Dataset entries
+===+

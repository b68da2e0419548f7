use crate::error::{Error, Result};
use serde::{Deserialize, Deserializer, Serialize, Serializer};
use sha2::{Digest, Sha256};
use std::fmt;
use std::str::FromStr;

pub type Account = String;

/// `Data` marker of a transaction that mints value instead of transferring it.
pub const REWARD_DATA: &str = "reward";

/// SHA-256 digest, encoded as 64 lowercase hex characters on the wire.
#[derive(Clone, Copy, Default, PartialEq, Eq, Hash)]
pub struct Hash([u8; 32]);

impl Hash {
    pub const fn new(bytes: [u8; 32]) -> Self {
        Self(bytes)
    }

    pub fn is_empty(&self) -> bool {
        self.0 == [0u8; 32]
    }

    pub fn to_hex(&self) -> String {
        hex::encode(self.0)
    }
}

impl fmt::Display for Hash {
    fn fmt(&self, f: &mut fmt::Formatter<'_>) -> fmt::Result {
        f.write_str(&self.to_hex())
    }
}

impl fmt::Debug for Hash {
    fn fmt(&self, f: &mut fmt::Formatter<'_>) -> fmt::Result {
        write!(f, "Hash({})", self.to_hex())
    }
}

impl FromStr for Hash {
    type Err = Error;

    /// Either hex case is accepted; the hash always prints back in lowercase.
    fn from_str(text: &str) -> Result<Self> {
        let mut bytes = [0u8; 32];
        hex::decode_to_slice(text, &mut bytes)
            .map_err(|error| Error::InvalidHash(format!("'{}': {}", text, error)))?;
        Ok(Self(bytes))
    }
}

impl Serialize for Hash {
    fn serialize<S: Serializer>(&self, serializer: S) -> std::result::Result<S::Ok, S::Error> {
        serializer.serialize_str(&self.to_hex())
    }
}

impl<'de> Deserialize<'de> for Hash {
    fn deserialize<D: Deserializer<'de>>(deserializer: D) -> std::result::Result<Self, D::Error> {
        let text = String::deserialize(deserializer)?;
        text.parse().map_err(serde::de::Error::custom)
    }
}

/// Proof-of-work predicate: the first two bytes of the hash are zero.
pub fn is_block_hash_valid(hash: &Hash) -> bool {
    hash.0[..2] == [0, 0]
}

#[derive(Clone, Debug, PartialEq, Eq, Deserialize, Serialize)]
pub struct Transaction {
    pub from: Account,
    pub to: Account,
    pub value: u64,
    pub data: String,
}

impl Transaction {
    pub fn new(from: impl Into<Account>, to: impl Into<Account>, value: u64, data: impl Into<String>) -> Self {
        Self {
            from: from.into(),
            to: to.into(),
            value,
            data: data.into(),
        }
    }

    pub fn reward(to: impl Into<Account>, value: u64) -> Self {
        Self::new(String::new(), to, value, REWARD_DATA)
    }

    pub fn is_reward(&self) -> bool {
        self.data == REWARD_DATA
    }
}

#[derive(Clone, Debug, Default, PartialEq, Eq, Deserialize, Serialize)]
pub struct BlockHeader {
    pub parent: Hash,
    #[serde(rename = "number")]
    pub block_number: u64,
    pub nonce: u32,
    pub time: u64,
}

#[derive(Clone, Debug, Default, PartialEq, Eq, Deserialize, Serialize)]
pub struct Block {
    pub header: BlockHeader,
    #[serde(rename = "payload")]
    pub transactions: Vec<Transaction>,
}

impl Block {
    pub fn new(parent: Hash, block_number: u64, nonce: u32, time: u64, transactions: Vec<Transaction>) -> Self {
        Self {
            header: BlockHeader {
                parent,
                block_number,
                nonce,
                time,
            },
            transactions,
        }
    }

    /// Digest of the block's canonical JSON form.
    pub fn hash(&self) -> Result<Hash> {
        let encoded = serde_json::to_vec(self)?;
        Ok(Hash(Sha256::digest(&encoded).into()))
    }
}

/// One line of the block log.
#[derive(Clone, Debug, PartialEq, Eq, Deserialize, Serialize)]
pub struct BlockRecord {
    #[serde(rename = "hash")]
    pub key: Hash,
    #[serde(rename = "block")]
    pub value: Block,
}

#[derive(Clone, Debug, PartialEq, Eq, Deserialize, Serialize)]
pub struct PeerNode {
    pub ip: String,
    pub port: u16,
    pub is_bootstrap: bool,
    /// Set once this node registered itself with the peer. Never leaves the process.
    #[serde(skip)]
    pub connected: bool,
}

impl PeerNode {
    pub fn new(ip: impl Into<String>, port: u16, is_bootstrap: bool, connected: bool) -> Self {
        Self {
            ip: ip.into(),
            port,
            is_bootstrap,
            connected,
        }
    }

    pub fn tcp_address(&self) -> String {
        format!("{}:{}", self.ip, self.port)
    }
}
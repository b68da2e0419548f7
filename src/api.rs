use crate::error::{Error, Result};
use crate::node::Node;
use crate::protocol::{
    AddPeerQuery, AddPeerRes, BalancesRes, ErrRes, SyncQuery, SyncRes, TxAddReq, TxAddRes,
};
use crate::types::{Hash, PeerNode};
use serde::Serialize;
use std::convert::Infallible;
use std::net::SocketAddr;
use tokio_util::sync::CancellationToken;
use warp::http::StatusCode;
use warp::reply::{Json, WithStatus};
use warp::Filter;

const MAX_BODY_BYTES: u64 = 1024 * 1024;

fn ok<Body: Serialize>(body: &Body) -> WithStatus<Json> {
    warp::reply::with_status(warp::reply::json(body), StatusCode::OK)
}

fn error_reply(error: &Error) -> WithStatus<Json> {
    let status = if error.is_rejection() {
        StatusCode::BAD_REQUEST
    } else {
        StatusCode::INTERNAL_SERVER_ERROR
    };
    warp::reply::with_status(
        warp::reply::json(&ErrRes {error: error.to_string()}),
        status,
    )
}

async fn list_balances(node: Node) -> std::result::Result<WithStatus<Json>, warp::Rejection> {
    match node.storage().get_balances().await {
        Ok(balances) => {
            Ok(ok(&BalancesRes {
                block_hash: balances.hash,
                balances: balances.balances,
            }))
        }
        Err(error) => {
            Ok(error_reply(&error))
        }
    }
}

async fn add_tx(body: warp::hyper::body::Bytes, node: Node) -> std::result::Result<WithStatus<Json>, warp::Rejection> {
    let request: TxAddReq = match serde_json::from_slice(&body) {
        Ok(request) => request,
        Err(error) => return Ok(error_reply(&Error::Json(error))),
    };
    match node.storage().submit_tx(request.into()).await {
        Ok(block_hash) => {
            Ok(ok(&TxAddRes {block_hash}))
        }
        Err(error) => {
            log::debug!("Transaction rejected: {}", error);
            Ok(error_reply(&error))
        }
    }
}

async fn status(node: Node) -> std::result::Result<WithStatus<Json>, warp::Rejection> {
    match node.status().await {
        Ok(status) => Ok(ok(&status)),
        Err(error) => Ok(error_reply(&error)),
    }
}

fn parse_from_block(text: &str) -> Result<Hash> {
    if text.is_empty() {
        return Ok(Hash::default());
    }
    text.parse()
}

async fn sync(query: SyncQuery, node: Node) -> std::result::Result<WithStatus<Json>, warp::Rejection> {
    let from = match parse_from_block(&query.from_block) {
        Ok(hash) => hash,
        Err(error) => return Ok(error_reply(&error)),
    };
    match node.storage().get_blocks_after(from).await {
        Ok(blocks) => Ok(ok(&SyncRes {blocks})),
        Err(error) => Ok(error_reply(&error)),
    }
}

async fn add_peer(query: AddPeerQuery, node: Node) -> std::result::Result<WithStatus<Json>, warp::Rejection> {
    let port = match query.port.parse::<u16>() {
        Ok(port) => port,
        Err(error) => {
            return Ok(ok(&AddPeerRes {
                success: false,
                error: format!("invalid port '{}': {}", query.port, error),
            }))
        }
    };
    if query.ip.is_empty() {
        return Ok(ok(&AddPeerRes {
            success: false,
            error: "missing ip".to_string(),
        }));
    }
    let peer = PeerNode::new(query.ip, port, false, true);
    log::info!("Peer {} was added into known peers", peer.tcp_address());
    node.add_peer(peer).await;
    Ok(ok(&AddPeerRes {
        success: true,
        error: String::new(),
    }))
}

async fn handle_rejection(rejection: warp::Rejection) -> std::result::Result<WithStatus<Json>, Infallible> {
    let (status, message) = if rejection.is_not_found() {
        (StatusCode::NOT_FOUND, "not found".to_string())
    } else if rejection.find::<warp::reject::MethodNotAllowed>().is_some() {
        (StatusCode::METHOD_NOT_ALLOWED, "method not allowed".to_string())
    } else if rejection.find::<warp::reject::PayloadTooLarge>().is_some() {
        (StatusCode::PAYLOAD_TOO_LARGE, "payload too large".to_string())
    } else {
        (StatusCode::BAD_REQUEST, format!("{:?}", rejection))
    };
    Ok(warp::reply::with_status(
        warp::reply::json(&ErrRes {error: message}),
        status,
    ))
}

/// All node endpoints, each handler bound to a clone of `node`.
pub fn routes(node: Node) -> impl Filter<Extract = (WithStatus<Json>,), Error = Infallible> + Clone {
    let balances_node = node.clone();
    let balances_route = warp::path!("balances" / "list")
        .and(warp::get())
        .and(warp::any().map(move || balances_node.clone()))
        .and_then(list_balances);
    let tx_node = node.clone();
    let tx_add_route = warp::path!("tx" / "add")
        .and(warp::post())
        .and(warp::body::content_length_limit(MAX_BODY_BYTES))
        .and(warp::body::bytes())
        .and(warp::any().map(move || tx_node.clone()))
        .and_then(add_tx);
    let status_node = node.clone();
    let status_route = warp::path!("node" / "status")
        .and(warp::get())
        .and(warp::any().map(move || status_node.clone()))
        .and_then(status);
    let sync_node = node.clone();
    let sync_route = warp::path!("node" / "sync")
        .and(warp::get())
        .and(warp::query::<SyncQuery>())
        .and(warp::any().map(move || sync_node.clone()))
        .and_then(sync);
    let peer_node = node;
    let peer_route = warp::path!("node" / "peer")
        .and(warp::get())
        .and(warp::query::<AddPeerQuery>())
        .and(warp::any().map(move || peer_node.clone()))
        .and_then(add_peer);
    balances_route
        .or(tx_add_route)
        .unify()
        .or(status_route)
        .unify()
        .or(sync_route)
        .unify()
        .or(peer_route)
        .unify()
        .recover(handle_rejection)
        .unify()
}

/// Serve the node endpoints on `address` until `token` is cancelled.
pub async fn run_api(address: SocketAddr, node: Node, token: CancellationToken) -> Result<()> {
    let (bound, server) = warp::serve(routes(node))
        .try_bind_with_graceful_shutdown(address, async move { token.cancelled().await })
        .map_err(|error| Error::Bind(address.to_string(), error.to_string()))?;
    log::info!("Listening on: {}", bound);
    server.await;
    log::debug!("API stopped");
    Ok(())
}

+===+

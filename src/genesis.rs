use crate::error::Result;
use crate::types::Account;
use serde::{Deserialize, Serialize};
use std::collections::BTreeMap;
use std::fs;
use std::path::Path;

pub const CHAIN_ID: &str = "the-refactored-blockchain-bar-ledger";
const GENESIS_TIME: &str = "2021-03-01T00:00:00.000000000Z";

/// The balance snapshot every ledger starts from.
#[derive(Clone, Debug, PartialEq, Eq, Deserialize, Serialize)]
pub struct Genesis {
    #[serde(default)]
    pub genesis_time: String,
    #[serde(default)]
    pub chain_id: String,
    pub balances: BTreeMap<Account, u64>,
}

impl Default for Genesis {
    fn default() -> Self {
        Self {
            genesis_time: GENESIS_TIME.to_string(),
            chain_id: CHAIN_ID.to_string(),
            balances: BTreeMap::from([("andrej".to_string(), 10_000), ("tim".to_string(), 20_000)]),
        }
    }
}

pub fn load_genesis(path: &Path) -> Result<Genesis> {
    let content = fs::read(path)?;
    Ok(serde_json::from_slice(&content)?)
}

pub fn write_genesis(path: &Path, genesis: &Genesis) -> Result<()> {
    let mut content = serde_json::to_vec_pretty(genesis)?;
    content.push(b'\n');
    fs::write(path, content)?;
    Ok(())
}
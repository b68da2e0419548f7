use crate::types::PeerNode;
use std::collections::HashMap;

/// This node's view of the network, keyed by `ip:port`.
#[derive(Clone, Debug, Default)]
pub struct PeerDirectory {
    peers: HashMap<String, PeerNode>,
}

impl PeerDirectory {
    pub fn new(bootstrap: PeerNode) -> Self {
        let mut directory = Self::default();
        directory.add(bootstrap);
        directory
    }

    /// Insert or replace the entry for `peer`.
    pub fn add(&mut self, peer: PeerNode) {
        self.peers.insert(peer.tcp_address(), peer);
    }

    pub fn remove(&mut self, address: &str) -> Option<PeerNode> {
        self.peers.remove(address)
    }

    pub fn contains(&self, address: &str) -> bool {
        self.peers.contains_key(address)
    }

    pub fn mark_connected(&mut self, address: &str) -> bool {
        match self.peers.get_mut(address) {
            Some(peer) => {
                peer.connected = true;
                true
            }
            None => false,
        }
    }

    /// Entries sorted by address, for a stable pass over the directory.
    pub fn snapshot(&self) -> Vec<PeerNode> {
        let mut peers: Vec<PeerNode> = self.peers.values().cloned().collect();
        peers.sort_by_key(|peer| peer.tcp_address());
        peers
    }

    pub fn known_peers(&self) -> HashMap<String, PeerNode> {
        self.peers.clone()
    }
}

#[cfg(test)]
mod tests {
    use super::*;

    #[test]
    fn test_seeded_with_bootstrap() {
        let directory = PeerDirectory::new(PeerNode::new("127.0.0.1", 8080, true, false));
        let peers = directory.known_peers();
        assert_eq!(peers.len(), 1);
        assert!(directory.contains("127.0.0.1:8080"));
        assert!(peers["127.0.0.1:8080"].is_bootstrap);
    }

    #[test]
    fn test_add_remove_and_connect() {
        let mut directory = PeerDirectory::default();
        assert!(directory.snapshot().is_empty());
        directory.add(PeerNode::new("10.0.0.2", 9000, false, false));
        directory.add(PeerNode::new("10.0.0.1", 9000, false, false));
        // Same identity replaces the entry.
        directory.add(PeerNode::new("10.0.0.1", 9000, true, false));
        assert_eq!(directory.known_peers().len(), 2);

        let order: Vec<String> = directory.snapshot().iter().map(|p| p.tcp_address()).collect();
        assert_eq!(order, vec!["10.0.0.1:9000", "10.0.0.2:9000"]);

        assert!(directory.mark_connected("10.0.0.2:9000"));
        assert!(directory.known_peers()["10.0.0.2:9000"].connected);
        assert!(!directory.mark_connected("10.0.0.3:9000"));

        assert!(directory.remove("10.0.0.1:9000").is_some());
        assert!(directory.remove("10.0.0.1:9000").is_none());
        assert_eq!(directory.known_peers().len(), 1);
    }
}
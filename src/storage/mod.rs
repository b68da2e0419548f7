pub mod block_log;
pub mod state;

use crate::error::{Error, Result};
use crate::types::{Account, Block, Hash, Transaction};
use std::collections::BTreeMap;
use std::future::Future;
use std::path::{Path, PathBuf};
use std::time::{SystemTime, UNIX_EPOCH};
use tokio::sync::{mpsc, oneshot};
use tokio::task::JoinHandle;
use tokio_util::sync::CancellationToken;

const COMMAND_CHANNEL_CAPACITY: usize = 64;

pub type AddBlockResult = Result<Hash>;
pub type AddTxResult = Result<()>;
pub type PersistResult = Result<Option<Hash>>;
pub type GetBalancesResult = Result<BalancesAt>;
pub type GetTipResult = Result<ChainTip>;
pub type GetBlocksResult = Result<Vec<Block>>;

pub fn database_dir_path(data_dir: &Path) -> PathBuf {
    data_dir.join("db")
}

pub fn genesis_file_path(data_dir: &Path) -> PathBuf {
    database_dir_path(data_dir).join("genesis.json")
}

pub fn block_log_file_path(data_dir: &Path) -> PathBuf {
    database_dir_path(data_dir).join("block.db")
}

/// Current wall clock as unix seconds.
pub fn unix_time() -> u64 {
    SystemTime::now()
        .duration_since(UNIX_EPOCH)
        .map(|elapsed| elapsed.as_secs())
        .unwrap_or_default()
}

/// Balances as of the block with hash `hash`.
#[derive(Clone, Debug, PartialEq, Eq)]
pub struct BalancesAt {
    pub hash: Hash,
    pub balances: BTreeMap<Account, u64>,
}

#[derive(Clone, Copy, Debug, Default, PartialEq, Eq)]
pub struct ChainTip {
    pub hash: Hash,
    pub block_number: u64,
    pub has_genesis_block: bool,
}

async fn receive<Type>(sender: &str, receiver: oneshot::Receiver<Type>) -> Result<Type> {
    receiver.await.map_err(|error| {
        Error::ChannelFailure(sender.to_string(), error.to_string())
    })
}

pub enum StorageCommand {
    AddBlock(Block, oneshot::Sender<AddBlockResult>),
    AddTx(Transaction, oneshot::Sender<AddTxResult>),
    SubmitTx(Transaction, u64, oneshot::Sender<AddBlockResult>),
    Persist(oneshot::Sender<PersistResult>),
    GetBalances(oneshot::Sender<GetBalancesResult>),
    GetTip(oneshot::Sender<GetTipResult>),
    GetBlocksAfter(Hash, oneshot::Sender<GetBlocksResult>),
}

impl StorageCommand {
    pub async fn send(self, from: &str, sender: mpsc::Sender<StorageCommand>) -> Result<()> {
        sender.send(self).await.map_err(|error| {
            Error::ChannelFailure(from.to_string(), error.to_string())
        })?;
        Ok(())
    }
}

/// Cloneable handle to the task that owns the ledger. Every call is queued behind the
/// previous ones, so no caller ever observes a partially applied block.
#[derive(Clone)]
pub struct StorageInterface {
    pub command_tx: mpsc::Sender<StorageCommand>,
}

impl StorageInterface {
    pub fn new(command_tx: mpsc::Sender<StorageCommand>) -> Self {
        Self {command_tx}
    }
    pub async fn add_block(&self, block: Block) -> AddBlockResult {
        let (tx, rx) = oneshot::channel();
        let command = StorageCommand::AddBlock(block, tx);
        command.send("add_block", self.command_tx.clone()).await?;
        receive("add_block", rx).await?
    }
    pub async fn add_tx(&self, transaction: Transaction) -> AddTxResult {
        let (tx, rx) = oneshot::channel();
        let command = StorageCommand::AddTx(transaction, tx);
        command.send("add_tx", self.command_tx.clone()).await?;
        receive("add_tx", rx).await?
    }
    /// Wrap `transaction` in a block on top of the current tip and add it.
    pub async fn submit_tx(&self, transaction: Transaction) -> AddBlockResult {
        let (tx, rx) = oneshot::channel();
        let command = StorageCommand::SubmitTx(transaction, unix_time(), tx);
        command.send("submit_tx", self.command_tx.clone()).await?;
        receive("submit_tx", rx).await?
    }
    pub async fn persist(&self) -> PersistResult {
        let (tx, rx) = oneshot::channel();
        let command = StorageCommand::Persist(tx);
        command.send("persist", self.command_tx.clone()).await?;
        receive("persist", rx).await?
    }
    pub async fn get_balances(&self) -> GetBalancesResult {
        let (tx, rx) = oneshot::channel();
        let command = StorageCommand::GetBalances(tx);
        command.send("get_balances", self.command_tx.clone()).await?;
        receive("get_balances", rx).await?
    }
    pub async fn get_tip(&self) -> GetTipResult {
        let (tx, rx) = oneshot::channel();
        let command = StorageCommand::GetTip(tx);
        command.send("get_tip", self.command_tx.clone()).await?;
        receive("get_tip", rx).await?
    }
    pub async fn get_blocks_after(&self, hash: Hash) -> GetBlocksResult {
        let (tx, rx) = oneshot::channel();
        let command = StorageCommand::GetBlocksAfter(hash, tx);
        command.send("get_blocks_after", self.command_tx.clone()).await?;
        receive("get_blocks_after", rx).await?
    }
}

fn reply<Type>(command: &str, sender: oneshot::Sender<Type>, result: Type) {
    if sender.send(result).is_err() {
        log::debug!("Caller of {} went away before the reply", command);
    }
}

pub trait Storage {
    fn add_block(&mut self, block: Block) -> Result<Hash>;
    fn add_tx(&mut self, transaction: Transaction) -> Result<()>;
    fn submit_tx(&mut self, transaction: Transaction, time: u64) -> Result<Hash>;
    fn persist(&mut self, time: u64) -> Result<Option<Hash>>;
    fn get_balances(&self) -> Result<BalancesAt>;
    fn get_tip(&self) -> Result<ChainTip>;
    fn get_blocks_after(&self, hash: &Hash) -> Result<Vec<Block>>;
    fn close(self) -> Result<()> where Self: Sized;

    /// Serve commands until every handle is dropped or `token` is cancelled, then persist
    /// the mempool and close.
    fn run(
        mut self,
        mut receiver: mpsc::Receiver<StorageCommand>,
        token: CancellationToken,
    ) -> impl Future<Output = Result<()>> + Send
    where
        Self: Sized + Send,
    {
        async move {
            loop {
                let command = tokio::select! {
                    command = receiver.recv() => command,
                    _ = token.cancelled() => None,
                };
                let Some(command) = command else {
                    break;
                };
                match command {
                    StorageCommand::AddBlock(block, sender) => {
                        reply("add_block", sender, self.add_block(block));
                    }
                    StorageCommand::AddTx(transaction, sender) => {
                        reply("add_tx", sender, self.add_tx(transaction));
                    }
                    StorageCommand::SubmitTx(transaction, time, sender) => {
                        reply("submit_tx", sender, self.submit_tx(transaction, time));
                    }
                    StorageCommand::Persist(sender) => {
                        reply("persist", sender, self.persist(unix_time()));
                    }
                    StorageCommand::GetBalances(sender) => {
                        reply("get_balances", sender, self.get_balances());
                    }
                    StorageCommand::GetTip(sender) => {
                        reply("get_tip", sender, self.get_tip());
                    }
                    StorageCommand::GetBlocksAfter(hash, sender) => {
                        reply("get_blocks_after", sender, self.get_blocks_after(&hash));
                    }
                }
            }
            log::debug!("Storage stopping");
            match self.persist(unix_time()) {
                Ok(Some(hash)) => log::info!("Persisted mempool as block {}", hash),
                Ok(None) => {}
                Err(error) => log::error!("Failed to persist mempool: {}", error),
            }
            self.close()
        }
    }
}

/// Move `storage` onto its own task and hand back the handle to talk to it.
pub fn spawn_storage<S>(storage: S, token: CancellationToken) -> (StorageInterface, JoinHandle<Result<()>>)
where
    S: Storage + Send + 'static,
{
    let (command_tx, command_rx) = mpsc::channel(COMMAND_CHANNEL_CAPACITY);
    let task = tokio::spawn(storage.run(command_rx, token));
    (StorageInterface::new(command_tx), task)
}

+===+

● GOAL OF THE EXERCISE: What is the number of lines in the records that contain "cancelled"? State that number alone.

● WRITTEN ANSWER: 4